L'examen de fin d'études secondaires de cette année a lieu environ deux semaines plus tôt que l'année précédente. L'ampleur de l'examen de cette année est plus importante que les années précédentes avec 1,22 million de candidats inscrits à l'examen, environ 2 500 centres d'examen avec 50 000 salles d'examen et environ 200 000 personnes participant au service. Les chiffres ci-dessus montrent qu'il ne s'agit plus seulement d'une histoire du secteur de l'éducation, mais d'un problème de fonctionnement complexe impliquant de nombreux niveaux, de nombreux secteurs et de nombreuses situations imprévisibles.
En ce moment, les préparatifs sont mis en œuvre de manière urgente et synchrone dans de nombreuses localités. Non seulement en assurant les sujets d'examen, les salles d'examen ou le personnel de surveillance des examens, mais une série de scénarios de secours ont été élaborés très tôt: Réponse aux tempêtes et aux inondations, aux pannes de courant, aux inondations, aux embouteillages, aux incendies et aux explosions, aux incidents technologiques, en particulier, la prévention et la détection de la fraude à l'aide d'équipements de haute technologie.

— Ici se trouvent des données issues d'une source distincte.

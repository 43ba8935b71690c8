//! Data model for browser-compat-data (BCD) compatibility statements.
//!
//! Only the members the resolver and the feature catalog read are modelled;
//! everything else in a `__compat` record is ignored on load.

use serde::de::{MapAccess, Visitor};
use serde::{Deserialize, Deserializer, Serialize};
use std::fmt;

use crate::version::Version;

/// BCD marker for "this version or earlier" (e.g. `"≤79"`).
const RANGED_VERSION_PREFIX: char = '≤';

/// Opaque browser key from the dataset (e.g. `"chrome"`, `"firefox_android"`).
#[derive(Debug, Clone, PartialEq, Eq, Hash, PartialOrd, Ord, Serialize, Deserialize)]
#[serde(transparent)]
pub struct BrowserId(String);

impl BrowserId {
    /// Key carried by a verdict that has not been tagged with its browser yet.
    pub const UNKNOWN: &'static str = "unknown";

    pub fn new(key: impl Into<String>) -> Self {
        Self(key.into())
    }

    pub fn unknown() -> Self {
        Self::new(Self::UNKNOWN)
    }

    pub fn as_str(&self) -> &str {
        &self.0
    }
}

impl fmt::Display for BrowserId {
    fn fmt(&self, f: &mut fmt::Formatter<'_>) -> fmt::Result {
        f.write_str(&self.0)
    }
}

impl From<&str> for BrowserId {
    fn from(key: &str) -> Self {
        Self::new(key)
    }
}

impl From<String> for BrowserId {
    fn from(key: String) -> Self {
        Self(key)
    }
}

/// A `version_added` / `version_removed` value.
#[derive(Debug, Clone, PartialEq, Eq, Serialize, Deserialize)]
#[serde(untagged)]
pub enum VersionValue {
    Flag(bool),
    Text(String),
}

impl VersionValue {
    /// `false` means "no version", anything else counts as set.
    pub fn is_set(&self) -> bool {
        !matches!(self, VersionValue::Flag(false))
    }

    /// The numbered release this value names, if any.
    ///
    /// `"preview"`, `true` and other non-numeric values have none.
    pub fn release(&self) -> Option<Version> {
        match self {
            VersionValue::Text(text) => {
                Version::parse(text.trim_start_matches(RANGED_VERSION_PREFIX)).ok()
            }
            VersionValue::Flag(_) => None,
        }
    }
}

impl From<&str> for VersionValue {
    fn from(text: &str) -> Self {
        VersionValue::Text(text.to_string())
    }
}

/// One row of a browser's support timeline.
#[derive(Debug, Clone, Default, PartialEq, Serialize, Deserialize)]
pub struct SupportEntry {
    #[serde(default, skip_serializing_if = "Option::is_none")]
    pub version_added: Option<VersionValue>,
    #[serde(default, skip_serializing_if = "Option::is_none")]
    pub version_removed: Option<VersionValue>,
    #[serde(default, skip_serializing_if = "Option::is_none")]
    pub partial_implementation: Option<bool>,
    #[serde(default, skip_serializing_if = "Option::is_none")]
    pub flags: Option<Vec<serde_json::Value>>,
}

impl SupportEntry {
    /// Entry added in `version`.
    pub fn added(version: &str) -> Self {
        Self {
            version_added: Some(version.into()),
            ..Self::default()
        }
    }

    /// Entry added in `added` and removed in `removed`.
    pub fn removed(added: &str, removed: &str) -> Self {
        Self {
            version_removed: Some(removed.into()),
            ..Self::added(added)
        }
    }

    pub fn partial(mut self) -> Self {
        self.partial_implementation = Some(true);
        self
    }

    pub fn with_flag(mut self, flag: serde_json::Value) -> Self {
        self.flags.get_or_insert_with(Vec::new).push(flag);
        self
    }

    pub fn has_removal(&self) -> bool {
        self.version_removed.as_ref().is_some_and(VersionValue::is_set)
    }

    /// Release in which support was added, if it names one.
    pub fn added_release(&self) -> Option<Version> {
        self.version_added.as_ref().and_then(VersionValue::release)
    }

    /// Sort key: the removal release for removal rows, the added release otherwise.
    pub fn effective_release(&self) -> Option<Version> {
        if self.has_removal() {
            self.version_removed.as_ref().and_then(VersionValue::release)
        } else {
            self.added_release()
        }
    }

    pub fn is_partial(&self) -> bool {
        self.partial_implementation.unwrap_or(false)
    }

    pub fn is_behind_flag(&self) -> bool {
        self.flags.as_ref().is_some_and(|flags| !flags.is_empty())
    }
}

/// A browser's raw support data: a lone entry or a list of entries.
#[derive(Debug, Clone, PartialEq, Serialize, Deserialize)]
#[serde(untagged)]
pub enum SupportStatement {
    Many(Vec<SupportEntry>),
    Single(SupportEntry),
}

impl SupportStatement {
    pub fn entries(&self) -> &[SupportEntry] {
        match self {
            SupportStatement::Many(entries) => entries,
            SupportStatement::Single(entry) => std::slice::from_ref(entry),
        }
    }
}

impl From<Vec<SupportEntry>> for SupportStatement {
    fn from(entries: Vec<SupportEntry>) -> Self {
        SupportStatement::Many(entries)
    }
}

impl From<SupportEntry> for SupportStatement {
    fn from(entry: SupportEntry) -> Self {
        SupportStatement::Single(entry)
    }
}

/// The `__compat` record of a feature.
#[derive(Debug, Clone, Default, PartialEq, Deserialize)]
pub struct CompatStatement {
    #[serde(default)]
    pub description: Option<String>,
    #[serde(default)]
    pub mdn_url: Option<String>,
    #[serde(default)]
    pub tags: Vec<String>,
    /// Per-browser support, in document order.
    #[serde(default, deserialize_with = "ordered_support")]
    pub support: Vec<(BrowserId, SupportStatement)>,
}

fn ordered_support<'de, D>(deserializer: D) -> Result<Vec<(BrowserId, SupportStatement)>, D::Error>
where
    D: Deserializer<'de>,
{
    struct SupportVisitor;

    impl<'de> Visitor<'de> for SupportVisitor {
        type Value = Vec<(BrowserId, SupportStatement)>;

        fn expecting(&self, f: &mut fmt::Formatter) -> fmt::Result {
            f.write_str("a map of browser keys to support statements")
        }

        fn visit_map<A>(self, mut map: A) -> Result<Self::Value, A::Error>
        where
            A: MapAccess<'de>,
        {
            let mut support = Vec::with_capacity(map.size_hint().unwrap_or(0));
            while let Some((browser, statement)) = map.next_entry::<BrowserId, SupportStatement>()? {
                support.push((browser, statement));
            }
            Ok(support)
        }
    }

    deserializer.deserialize_map(SupportVisitor)
}

#[cfg(test)]
mod tests {
    use super::*;
    use serde_json::json;

    #[test]
    fn test_version_value_release() {
        assert_eq!(VersionValue::from("56").release(), Some(Version::release(56, 0, 0)));
        assert_eq!(VersionValue::from("≤79").release(), Some(Version::release(79, 0, 0)));
        assert_eq!(VersionValue::from("preview").release(), None);
        assert_eq!(VersionValue::Flag(true).release(), None);
        assert!(!VersionValue::Flag(false).is_set());
        assert!(VersionValue::Flag(true).is_set());
    }

    #[test]
    fn test_support_statement_single_or_many() {
        let single: SupportStatement = serde_json::from_value(json!({ "version_added": "12" })).unwrap();
        assert_eq!(single.entries().len(), 1);

        let many: SupportStatement = serde_json::from_value(json!([
            { "version_added": "12" },
            { "version_added": "10", "version_removed": "11", "flags": [{ "type": "preference" }] }
        ]))
        .unwrap();
        assert_eq!(many.entries().len(), 2);
        assert!(many.entries()[1].has_removal());
        assert!(many.entries()[1].is_behind_flag());
    }

    #[test]
    fn test_support_entry_null_and_false() {
        let entry: SupportEntry = serde_json::from_value(json!({
            "version_added": null,
            "version_removed": false,
            "flags": []
        }))
        .unwrap();

        assert_eq!(entry.version_added, None);
        assert!(!entry.has_removal());
        assert!(!entry.is_behind_flag());
        assert!(!entry.is_partial());
    }

    #[test]
    fn test_effective_release_prefers_removal() {
        assert_eq!(
            SupportEntry::removed("3", "7").effective_release(),
            Some(Version::release(7, 0, 0))
        );
        assert_eq!(
            SupportEntry::added("3").effective_release(),
            Some(Version::release(3, 0, 0))
        );
    }

    #[test]
    fn test_compat_statement_keeps_browser_order() {
        let statement: CompatStatement = serde_json::from_value(json!({
            "description": "AbortController",
            "mdn_url": "https://developer.mozilla.org/docs/Web/API/AbortController",
            "status": { "experimental": false },
            "support": {
                "safari": { "version_added": "12.1" },
                "chrome": { "version_added": "66" },
                "firefox": { "version_added": "57" }
            }
        }))
        .unwrap();

        let browsers: Vec<&str> = statement.support.iter().map(|(b, _)| b.as_str()).collect();
        assert_eq!(browsers, ["safari", "chrome", "firefox"]);
        assert!(statement.tags.is_empty());
    }
}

Par exemple, Hanoï envisage un plan pour réduire l'impact des ouvrages en construction afin d'éviter les embouteillages pour les candidats. Hô Chi Minh-Ville élabore des scénarios de réponse aux inondations, aux fortes pluies et aux incidents technologiques. Hà Tĩnh forme à l'identification des dispositifs de fraude de haute technologie, tout en préparant des plans pour les conditions météorologiques extrêmes. Phú Thọ met en place des points de permanence interprovinciaux pour traiter les situations qui surviennent après la fusion des frontières. Nghệ An applique l'intelligence artificielle pour aider les élèves à réviser et à analyser leurs études...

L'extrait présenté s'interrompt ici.